The judicial power, in such case, could not mediate, or hold the balance between the two contending powers, because the legislative would undermine it. And this shows the necessity too, of giving the executive power a negative upon the legislative, otherwise this will be continually encroaching upon that.
To avoid these dangers let a distinct assembly be constituted, as a mediator between the two extreme branches of the legislature, that which represents the people and that which is vested with the executive power.
Let the representative assembly then elect by ballot, from among themselves or their constituents, or both, a distinct assembly, which for the sake of perspicuity we will call a council. It may consist of any number you please, say twenty or thirty, and should have a free and independent exercise of its judgment, and consequently a negative voice in the legislature.
These two bodies thus constituted, and made integral parts of the legislature, let them unite, and by joint ballot choose a governor. . . .This I know is liable to objections. . . .But as the governor is to be invested with the executive power, with consent of council, I think he ought to have a negative upon the legislative. If he is annually elective, as he ought to be, he will always have so much reverence and affection for the people, their representatives and councilors, that although you give him an independent exercise of his judgment, he will seldom use it in opposition to the two houses. . . .

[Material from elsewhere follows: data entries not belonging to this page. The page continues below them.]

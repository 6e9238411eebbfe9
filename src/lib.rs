//! Trackcard renders one illustrative "score card" image per row of a song
//! ranking dataset.
//!
//! Each card is a background-free (alpha-transparent) RGBA raster composed
//! from a title panel, a rank/average panel and up to two side rails of
//! participant avatar + score chips, color-coded by extremal value, with an
//! optional star marker behind a participant's chip when the row is their
//! declared favorite song.
//!
//! # Pipeline overview
//!
//! 1. **Classify**: [`classify_row`] tags each participant (submitter
//!    override, then row maximum, then row minimum, then neutral).
//! 2. **Compose**: [`compose_card`] turns a [`ScoreRow`] plus prepared
//!    stores into a backend-agnostic [`CardPlan`] of ordered draw ops.
//! 3. **Render**: [`CpuRenderer`] (or the one-shot [`render_card`])
//!    rasterizes the plan into a premultiplied RGBA8 [`CardFrame`].
//!
//! The key design constraints:
//!
//! - **No unsafe**: `unsafe` is forbidden in this crate.
//! - **Deterministic-by-default**: composing and rendering are pure and
//!   stable for a given input; identical inputs produce identical pixels.
//! - **No IO in the engine**: avatar decoding and font registration are
//!   front-loaded into [`AvatarStore`] and [`FontStore`] snapshots, which
//!   concurrent renders share read-only.
//! - **Premultiplied RGBA8** end-to-end; [`CardFrame::to_straight_alpha`]
//!   converts for PNG encoders.
//! - **Best-effort rendering**: a row missing a required field is the only
//!   fatal error. Undecodable avatars fall back to placeholder tiles,
//!   non-numeric scores render as a dash, and missing fonts skip text
//!   layers rather than failing the card.
#![forbid(unsafe_code)]
#![deny(missing_docs)]

mod assets;
mod compose;
mod foundation;
mod geometry;
mod model;
mod render;
mod score;
mod text;

pub use assets::crop::circle_crop;
pub use assets::decode::decode_image;
pub use assets::store::{AvatarStore, PreparedImage};
pub use compose::card::compose_card;
pub use compose::plan::{CardPlan, DrawOp};
pub use compose::rail::{RailSide, split_rails};
pub use foundation::core::{BezPath, Canvas, Point, Rect, Rgba8, Vec2};
pub use foundation::error::{CardError, CardResult};
pub use geometry::{circle_path, rounded_rect_path, star_path};
pub use model::{Favorites, RailMode, RenderConfig, ScoreRow, ScoreValue, assign_ranks};
pub use render::cpu::CpuRenderer;
pub use render::frame::CardFrame;
pub use render::pipeline::{RenderThreading, card_filename, render_card, render_cards};
pub use score::{
    RowExtremes, ScoreClass, WHOLE_NUMBER_EPSILON, classify, classify_row, format_score,
    row_extremes,
};
pub use text::{FontStore, TextBrushRgba8, TextLayoutEngine, layout_size};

The dignity and stability of government in all its branches, the morals of the people and every blessing of society, depends so much upon an upright and skillful administration of justice, that the judicial power ought to be distinct from both the legislative and executive, and independent upon both, that so it may be a check upon both, as both should be checks upon that. The judges therefore should always be men of learning and experience in the laws, of exemplary morals, great patience, calmness, coolness, and attention. Their minds should not be distracted with jarring interests; they should not be dependent upon any man or body of men. To these ends they should hold estates for life in their offices; or in other words their commissions should be during good behavior, and their salaries ascertained and established by law. For misbehavior the grand inquest of the colony, the house of representatives should impeach them before the governor and council, where . . . if convicted should be removed from their offices, and subjected to such other punishment as shall be thought proper.